◆ **BRIEF**
Show all the lines in the data below that include the word "Debug".

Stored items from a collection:
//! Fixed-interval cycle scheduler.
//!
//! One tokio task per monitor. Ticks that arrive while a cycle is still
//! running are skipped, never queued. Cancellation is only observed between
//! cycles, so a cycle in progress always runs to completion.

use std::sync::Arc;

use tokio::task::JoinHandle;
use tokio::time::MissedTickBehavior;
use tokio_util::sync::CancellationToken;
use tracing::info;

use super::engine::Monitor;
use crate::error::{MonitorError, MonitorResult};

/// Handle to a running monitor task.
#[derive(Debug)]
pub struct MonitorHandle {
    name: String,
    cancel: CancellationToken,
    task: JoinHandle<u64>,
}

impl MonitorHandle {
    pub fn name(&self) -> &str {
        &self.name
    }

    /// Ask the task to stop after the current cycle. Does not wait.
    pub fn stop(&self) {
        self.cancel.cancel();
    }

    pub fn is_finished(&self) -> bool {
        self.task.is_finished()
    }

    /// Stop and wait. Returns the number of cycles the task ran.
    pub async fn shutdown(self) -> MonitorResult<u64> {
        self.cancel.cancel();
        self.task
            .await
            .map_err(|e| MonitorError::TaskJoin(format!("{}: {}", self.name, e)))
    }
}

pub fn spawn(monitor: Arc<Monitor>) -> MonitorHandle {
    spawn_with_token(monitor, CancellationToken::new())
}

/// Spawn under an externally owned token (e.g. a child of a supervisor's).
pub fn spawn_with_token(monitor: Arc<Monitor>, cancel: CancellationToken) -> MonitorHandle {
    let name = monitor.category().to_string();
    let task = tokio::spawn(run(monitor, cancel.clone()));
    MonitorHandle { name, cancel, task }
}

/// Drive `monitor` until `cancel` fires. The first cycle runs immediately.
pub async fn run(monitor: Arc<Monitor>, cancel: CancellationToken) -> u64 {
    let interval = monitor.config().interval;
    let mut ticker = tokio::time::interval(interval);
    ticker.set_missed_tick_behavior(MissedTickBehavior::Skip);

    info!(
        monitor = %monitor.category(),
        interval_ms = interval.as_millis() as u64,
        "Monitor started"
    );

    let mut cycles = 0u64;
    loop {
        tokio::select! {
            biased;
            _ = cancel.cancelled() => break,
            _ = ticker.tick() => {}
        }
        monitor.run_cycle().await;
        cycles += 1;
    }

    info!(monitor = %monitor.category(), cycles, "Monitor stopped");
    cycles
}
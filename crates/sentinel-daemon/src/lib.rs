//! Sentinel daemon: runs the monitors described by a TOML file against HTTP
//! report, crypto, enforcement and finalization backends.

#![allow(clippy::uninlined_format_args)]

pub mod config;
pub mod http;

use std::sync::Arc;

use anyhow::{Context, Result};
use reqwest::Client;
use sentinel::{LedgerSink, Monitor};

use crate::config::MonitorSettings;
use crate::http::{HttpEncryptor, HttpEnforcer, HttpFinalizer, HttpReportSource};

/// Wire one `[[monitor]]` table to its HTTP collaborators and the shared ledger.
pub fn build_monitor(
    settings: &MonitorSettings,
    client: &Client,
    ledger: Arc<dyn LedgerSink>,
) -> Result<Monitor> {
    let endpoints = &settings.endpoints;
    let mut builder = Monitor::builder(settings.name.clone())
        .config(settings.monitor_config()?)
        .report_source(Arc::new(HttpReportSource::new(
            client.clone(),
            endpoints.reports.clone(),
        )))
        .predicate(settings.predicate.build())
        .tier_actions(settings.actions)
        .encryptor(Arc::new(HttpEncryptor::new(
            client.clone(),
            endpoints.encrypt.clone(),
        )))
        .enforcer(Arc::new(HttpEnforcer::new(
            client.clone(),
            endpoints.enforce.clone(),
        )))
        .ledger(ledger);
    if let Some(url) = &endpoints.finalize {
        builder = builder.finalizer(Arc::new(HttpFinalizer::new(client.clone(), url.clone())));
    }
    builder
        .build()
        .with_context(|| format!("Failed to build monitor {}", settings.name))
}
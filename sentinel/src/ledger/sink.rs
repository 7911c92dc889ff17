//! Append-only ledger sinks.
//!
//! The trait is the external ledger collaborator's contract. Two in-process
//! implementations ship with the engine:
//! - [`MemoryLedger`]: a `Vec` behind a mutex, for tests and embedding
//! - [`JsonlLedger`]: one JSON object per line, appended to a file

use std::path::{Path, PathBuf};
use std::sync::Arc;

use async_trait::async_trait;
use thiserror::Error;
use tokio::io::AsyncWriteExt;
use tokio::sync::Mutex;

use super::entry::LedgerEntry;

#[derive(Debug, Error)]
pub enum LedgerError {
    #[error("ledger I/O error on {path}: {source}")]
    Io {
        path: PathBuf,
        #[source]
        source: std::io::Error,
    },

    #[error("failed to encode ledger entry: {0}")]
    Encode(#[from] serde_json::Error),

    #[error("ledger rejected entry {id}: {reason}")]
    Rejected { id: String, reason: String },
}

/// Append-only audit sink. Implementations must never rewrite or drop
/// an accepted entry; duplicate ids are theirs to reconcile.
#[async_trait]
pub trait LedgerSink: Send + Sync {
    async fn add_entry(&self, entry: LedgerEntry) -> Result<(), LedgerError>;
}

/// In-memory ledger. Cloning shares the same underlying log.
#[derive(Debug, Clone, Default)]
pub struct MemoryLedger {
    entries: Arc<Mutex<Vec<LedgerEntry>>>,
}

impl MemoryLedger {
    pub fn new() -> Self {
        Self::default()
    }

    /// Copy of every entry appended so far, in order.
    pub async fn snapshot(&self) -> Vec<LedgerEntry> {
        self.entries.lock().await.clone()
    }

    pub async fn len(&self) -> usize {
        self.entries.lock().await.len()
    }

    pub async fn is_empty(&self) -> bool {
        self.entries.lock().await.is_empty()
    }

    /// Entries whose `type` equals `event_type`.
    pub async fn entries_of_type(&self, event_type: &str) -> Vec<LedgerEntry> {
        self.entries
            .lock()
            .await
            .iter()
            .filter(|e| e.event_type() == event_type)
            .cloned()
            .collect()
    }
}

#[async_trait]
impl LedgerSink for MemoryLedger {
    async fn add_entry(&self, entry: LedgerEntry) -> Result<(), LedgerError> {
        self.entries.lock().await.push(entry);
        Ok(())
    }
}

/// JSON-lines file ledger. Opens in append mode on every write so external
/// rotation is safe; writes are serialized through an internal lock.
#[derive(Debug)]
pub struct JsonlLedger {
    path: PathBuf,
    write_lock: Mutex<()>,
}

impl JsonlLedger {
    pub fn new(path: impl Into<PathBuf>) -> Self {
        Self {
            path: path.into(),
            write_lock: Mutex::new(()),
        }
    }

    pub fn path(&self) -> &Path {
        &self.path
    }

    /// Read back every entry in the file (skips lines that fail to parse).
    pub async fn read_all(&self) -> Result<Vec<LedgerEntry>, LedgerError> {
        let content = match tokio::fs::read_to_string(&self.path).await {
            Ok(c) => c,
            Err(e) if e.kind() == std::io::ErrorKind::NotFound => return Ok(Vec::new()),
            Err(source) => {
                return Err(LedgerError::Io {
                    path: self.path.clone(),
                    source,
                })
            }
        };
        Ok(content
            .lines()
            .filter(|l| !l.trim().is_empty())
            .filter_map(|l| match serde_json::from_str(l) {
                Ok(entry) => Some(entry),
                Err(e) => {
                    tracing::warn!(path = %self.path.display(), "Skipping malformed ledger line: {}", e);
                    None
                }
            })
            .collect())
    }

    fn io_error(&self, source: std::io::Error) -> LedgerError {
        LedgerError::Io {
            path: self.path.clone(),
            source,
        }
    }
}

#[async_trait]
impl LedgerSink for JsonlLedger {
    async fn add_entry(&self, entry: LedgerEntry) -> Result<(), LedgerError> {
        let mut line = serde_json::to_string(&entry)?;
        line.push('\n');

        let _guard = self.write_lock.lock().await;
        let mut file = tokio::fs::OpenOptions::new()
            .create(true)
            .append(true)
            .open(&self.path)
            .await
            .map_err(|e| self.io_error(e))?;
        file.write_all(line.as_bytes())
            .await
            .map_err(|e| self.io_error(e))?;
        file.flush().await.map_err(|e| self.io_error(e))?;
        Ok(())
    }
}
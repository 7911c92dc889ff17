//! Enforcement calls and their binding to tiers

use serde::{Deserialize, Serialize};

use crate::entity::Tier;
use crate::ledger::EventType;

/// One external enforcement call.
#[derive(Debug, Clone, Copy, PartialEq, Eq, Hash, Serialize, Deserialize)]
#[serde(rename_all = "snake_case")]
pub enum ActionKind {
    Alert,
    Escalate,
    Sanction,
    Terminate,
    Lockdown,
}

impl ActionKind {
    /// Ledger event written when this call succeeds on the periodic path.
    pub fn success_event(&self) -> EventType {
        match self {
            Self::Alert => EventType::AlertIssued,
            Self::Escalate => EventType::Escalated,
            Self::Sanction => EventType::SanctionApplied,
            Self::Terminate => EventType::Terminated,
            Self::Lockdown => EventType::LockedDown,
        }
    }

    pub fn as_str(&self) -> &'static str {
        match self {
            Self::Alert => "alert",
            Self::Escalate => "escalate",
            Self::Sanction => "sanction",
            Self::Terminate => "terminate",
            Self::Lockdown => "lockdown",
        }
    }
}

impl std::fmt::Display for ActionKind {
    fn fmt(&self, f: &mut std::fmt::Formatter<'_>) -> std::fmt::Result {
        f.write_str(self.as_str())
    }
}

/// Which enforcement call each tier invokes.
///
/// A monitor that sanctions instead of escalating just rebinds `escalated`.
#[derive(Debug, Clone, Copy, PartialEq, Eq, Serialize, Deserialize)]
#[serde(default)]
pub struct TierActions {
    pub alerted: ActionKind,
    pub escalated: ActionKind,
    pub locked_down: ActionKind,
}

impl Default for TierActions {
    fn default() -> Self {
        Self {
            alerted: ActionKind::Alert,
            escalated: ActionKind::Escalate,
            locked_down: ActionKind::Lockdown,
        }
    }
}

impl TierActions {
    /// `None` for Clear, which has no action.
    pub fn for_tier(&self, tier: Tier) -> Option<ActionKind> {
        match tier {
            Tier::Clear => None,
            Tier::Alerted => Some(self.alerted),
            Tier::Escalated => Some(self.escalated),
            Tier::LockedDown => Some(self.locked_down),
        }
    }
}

◆ **ANSWER SPACE**
#[derive(Debug)]
#[derive(Debug, Error)]
#[derive(Debug, Clone, Default)]
#[derive(Debug)]
#[derive(Debug, Clone, Copy, PartialEq, Eq, Hash, Serialize, Deserialize)]
#[derive(Debug, Clone, Copy, PartialEq, Eq, Serialize, Deserialize)]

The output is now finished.